● Provided records
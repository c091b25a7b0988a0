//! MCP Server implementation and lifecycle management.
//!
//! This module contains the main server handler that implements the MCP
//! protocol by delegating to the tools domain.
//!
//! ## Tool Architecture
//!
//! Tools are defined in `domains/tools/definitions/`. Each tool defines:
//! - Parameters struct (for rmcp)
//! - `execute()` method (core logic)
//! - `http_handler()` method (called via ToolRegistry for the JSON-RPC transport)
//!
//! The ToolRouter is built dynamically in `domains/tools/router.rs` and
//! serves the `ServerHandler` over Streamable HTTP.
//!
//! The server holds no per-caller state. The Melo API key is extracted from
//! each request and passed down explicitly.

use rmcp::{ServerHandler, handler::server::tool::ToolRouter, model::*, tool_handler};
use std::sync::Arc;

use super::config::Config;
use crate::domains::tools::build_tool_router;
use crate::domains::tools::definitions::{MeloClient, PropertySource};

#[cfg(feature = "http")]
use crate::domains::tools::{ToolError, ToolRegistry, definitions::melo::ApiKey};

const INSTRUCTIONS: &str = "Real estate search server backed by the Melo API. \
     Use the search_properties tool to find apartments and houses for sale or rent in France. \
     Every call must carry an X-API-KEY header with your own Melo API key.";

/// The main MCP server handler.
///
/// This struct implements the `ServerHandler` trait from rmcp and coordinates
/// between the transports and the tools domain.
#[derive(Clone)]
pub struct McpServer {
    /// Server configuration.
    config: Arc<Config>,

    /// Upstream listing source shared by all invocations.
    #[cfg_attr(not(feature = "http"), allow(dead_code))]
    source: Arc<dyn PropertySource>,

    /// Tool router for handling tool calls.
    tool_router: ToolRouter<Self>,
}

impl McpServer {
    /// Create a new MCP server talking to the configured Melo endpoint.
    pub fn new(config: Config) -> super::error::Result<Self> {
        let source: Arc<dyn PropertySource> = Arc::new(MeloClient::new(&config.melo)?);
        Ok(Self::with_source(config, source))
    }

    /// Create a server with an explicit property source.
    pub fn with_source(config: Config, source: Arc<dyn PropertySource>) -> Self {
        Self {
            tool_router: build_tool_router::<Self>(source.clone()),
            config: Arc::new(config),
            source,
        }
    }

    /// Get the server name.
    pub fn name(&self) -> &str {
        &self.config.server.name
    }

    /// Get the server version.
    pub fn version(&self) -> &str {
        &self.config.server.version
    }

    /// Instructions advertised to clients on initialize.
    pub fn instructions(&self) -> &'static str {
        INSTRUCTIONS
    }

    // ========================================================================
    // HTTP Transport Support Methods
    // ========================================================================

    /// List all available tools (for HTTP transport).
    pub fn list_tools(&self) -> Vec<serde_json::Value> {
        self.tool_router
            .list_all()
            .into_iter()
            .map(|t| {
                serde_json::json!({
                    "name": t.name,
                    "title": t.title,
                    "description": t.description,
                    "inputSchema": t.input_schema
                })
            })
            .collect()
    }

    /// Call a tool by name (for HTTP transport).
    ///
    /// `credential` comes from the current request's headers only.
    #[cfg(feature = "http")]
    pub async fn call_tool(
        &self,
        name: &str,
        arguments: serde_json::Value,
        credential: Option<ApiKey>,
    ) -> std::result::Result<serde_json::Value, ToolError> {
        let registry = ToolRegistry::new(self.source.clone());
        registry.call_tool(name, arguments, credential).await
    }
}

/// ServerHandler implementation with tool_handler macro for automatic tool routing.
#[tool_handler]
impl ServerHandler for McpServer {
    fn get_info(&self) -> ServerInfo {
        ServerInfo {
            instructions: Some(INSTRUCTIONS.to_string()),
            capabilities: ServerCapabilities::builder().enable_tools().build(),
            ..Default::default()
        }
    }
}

==

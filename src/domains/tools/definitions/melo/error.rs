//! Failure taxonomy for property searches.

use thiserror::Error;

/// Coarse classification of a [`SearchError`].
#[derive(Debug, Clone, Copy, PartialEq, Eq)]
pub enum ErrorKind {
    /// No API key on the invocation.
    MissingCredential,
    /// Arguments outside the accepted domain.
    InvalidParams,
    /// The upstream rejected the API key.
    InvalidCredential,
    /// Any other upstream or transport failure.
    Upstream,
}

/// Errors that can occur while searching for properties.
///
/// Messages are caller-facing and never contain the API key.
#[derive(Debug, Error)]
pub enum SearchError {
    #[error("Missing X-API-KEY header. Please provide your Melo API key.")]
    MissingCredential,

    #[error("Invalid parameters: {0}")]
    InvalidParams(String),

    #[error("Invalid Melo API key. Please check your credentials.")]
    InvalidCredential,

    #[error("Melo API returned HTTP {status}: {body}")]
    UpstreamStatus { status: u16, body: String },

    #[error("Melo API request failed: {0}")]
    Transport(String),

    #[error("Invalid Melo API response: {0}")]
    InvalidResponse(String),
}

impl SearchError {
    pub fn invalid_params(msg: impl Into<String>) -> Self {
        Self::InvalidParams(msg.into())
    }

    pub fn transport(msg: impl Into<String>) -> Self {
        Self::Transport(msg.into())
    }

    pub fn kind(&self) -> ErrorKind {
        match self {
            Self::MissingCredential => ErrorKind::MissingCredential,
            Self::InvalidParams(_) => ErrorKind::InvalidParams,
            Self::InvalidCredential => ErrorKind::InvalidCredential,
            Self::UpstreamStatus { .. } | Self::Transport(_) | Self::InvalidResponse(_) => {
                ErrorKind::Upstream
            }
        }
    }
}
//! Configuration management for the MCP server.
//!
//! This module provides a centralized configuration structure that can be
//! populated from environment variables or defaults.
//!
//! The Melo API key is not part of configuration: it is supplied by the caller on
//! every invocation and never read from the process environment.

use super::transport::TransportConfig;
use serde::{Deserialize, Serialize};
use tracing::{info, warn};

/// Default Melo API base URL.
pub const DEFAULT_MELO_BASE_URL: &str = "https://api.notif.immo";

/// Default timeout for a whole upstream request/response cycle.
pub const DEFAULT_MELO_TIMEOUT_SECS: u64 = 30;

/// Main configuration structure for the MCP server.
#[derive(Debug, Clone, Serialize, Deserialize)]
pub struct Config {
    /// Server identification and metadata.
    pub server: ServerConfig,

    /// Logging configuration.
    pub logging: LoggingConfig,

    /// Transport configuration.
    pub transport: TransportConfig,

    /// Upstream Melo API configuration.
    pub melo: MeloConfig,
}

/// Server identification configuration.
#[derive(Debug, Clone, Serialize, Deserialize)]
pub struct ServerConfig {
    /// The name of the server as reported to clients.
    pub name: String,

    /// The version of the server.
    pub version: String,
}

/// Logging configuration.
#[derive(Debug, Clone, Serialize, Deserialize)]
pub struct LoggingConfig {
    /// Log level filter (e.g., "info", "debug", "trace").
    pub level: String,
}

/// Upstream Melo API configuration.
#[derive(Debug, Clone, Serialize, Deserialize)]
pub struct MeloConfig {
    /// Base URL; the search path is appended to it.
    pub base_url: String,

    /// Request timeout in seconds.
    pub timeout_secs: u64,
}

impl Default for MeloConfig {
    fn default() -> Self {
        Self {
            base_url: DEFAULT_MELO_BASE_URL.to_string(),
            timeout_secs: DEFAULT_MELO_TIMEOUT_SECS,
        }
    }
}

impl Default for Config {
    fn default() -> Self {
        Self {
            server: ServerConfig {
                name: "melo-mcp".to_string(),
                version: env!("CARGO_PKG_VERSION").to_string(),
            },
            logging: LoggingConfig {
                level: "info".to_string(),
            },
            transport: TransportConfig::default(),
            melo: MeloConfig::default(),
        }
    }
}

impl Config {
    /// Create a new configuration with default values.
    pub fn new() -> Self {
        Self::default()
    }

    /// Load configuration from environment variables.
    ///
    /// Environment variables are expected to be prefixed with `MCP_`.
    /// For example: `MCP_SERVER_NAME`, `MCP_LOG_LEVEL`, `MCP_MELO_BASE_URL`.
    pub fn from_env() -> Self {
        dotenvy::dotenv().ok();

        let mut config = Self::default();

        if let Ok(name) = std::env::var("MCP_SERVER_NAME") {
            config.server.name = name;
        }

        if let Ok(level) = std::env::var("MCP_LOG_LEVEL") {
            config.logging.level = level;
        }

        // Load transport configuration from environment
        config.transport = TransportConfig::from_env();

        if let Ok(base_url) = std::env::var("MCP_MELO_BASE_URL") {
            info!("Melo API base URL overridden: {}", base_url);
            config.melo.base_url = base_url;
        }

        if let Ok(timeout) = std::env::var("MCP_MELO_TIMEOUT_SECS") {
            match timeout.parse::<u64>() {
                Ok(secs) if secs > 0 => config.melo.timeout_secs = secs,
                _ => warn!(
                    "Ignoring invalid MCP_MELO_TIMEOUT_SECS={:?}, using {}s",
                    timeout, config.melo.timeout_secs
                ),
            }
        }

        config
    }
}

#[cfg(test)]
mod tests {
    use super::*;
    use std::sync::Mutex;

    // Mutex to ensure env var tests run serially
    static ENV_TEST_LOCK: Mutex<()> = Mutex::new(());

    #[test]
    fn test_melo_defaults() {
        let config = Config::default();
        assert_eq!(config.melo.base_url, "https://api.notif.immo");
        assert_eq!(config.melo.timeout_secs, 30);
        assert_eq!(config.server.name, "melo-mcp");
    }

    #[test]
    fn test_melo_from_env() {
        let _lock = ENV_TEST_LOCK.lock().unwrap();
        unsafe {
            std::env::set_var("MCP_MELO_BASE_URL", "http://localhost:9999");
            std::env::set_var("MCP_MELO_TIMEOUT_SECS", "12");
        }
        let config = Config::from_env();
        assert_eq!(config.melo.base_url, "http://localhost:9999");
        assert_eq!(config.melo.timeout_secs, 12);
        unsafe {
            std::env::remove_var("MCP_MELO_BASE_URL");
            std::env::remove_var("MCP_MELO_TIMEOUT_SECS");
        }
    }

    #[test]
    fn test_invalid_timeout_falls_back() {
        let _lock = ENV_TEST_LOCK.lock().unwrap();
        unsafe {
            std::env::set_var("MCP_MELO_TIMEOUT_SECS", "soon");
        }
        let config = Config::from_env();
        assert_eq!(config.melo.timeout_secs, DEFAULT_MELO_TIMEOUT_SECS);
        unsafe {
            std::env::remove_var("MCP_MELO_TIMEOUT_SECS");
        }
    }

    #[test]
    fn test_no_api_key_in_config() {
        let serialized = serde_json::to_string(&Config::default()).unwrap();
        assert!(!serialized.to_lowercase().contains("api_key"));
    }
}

--

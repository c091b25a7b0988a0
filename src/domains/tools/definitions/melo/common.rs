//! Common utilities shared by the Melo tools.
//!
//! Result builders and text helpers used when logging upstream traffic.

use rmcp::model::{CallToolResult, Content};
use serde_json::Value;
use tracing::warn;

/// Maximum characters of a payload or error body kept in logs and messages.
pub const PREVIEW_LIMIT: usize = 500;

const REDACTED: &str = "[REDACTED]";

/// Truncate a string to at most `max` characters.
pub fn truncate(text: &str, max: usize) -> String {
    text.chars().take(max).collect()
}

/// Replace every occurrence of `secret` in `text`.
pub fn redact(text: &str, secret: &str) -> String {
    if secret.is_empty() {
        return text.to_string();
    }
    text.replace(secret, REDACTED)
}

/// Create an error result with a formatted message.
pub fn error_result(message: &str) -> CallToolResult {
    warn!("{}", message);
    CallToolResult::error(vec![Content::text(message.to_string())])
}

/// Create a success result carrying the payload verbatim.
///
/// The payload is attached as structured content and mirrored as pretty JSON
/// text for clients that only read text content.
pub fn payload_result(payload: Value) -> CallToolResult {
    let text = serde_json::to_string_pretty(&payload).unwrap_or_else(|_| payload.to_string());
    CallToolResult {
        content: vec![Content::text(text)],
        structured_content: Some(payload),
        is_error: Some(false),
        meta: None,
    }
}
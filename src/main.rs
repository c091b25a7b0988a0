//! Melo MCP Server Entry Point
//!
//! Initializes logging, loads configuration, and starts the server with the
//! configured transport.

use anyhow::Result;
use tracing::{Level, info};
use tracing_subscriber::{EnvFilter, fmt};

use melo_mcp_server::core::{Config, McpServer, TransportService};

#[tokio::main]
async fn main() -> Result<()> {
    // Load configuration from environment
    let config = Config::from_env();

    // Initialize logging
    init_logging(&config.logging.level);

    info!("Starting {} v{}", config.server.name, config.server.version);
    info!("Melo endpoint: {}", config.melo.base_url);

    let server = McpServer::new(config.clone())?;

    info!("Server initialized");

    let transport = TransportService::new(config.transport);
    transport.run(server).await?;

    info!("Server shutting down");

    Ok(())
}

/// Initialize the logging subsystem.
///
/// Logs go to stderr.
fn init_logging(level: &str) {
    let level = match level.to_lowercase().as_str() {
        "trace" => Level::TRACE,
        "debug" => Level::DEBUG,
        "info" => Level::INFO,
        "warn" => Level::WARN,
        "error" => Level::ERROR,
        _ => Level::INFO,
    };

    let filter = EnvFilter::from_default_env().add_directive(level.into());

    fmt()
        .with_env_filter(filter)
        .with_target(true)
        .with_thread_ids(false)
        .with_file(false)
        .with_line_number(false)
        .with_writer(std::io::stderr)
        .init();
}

● What you will do
Search the material above for the word "Mutex", then copy out each line that has it.

● Response to this exercise
    use std::sync::Mutex;
    // Mutex to ensure env var tests run serially
    static ENV_TEST_LOCK: Mutex<()> = Mutex::new(());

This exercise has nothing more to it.